If you look carefully at the above photo, you can see the sky is actually reflected in a puddle.

Yet another SPARROWHAWK, terrorising Migrant Alley!

Thursday, 30 October 2008

Last weekend I said sunday would be my last full walk round my patch this month, I forgot however that i'm off work today and tomorrow, so tomorrow will be the last full walk of the month - Anyway, It was chucking it down early this morning, so I didn't get out till 07:30, there was no sign of yeaterday's Harrier - Which after much deliberating I have decided, was in fact a MARSH HARRIER (100, 119), A patch tick to bring up the 100 for the year, couldn't have asked for better! 119 now for the patch, is really a good total.
Back to this morning, and the center of attention (as is mostly the case) was Migrant Alley, the stubbles and hedgerows were full of birds, the majority were the usual MEADOW PIPITS, PIED WAGTAILS,LINNETS, and SKYLARKS, together totalling more than 100 birds, easily. Also with them were a couple of REED BUNTING. BLUE and GREAT TITS were in the hedgerow, with a single REDWING, and a couple of SONG THRUSH, with at least 10 BLACKBIRD, 4 DUNNOCK and the first flock of FIELDFARE to come down and start on the Hawthorn berries, about 40 birds in all. More Redwing and Fieldfare went over, in small groups of up to 30. Also seen flying over was a group of 9 LAPWING, and a few minutes later 9 CANADA GEESE, both new species for the month, another new species for the month was COMMON GULL, two of which fed on the college sports pitch.
Along the stream behind the college was a flock of 60 min. SISKIN, with at least 8 GOLDFINCH amongst them, on the way back home, as I went through the small areas of habitat round the greenhouse complex, I came across 16 LONG TAILED TITS with 5 GOLDCREST associating with them, I scanned the latter for a Firecrest, but not this time !
I did try to get some pictures, but the light is so poor now, they weren't worth posting.
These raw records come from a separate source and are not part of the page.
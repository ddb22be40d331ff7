//! Integration tests for `SqliteStore` against an in-memory database.

use daynote_core::{Analysis, JournalStore, NewEntry};

use crate::SqliteStore;

async fn store() -> SqliteStore {
  SqliteStore::open_in_memory()
    .await
    .expect("in-memory store")
}

fn new_entry(text: &str) -> NewEntry {
  NewEntry::new(text, Analysis::new("A short summary.", "Happy"))
}

// ─── Insert ──────────────────────────────────────────────────────────────────

#[tokio::test]
async fn insert_assigns_identity_and_keeps_text() {
  let s = store().await;

  let before = chrono::Utc::now() - chrono::Duration::seconds(1);
  let e = s.insert(new_entry("  Rainy morning,\nwarm tea.  ")).await.unwrap();

  assert_eq!(e.entry, "  Rainy morning,\nwarm tea.  ");
  assert_eq!(e.summary, "A short summary.");
  assert_eq!(e.mood, "Happy");
  assert!(e.created_at >= before);
}

#[tokio::test]
async fn inserted_ids_are_unique() {
  let s = store().await;
  let a = s.insert(new_entry("one")).await.unwrap();
  let b = s.insert(new_entry("one")).await.unwrap();
  assert_ne!(a.id, b.id);
}

#[tokio::test]
async fn mood_is_stored_verbatim() {
  let s = store().await;
  let e = s
    .insert(NewEntry::new("x", Analysis::new("s", "Bittersweet but hopeful")))
    .await
    .unwrap();
  let listed = s.list().await.unwrap();
  assert_eq!(listed[0].mood, "Bittersweet but hopeful");
  assert_eq!(listed[0], e);
}

// ─── List ────────────────────────────────────────────────────────────────────

#[tokio::test]
async fn list_empty_store() {
  let s = store().await;
  assert!(s.list().await.unwrap().is_empty());
}

#[tokio::test]
async fn list_is_reverse_insertion_order() {
  let s = store().await;
  let mut inserted = Vec::new();
  for text in ["first", "second", "third", "fourth"] {
    inserted.push(s.insert(new_entry(text)).await.unwrap());
  }

  let listed = s.list().await.unwrap();
  let texts: Vec<_> = listed.iter().map(|e| e.entry.as_str()).collect();
  assert_eq!(texts, ["fourth", "third", "second", "first"]);

  inserted.reverse();
  assert_eq!(listed, inserted);
}

#[tokio::test]
async fn list_created_at_is_non_increasing() {
  let s = store().await;
  for i in 0..10 {
    s.insert(new_entry(&format!("entry {i}"))).await.unwrap();
  }
  let listed = s.list().await.unwrap();
  assert!(listed.windows(2).all(|w| w[0].created_at >= w[1].created_at));
}

#[tokio::test]
async fn repeated_list_is_identical() {
  let s = store().await;
  s.insert(new_entry("a")).await.unwrap();
  s.insert(new_entry("b")).await.unwrap();

  let first = s.list().await.unwrap();
  let second = s.list().await.unwrap();
  assert_eq!(first, second);
}

#[tokio::test]
async fn reopening_a_file_keeps_entries() {
  let path = std::env::temp_dir().join(format!("daynote-{}.db", uuid::Uuid::new_v4()));

  let created = {
    let s = SqliteStore::open(&path).await.unwrap();
    s.insert(new_entry("persisted")).await.unwrap()
  };

  let s = SqliteStore::open(&path).await.unwrap();
  assert_eq!(s.list().await.unwrap(), vec![created]);

  drop(s);
  let _ = std::fs::remove_file(&path);
}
Wednesday, 29 October 2008

At last!! Hooray!! Today was the day! Finally, in this, the 7th year of trying, I have reached 100 species in a single year. Each year I have spent more hours in the field, and this year I have been out every day (so far!). Given that the habitat is fairly limited on my patch, especially when it comes to a decent bit of water, I think I can give myself a large glass of Red to celebrate.
But.......the 100th species is still in a bit of a quandry. A Harrier (100) flew over Migrant Alley this afternoon, I only had about 20secs, to look and photo it. It was silhouetted against the sky, at about 150m away, A crow was chasing it ever higher and even further away, as it travelled from the South to the North-East. By it's size, and it's flight action I would go for a Hen Harrier, but i've sent out some pics to see what others think. Anyway a Harrier it is and that makes 100...... YES!!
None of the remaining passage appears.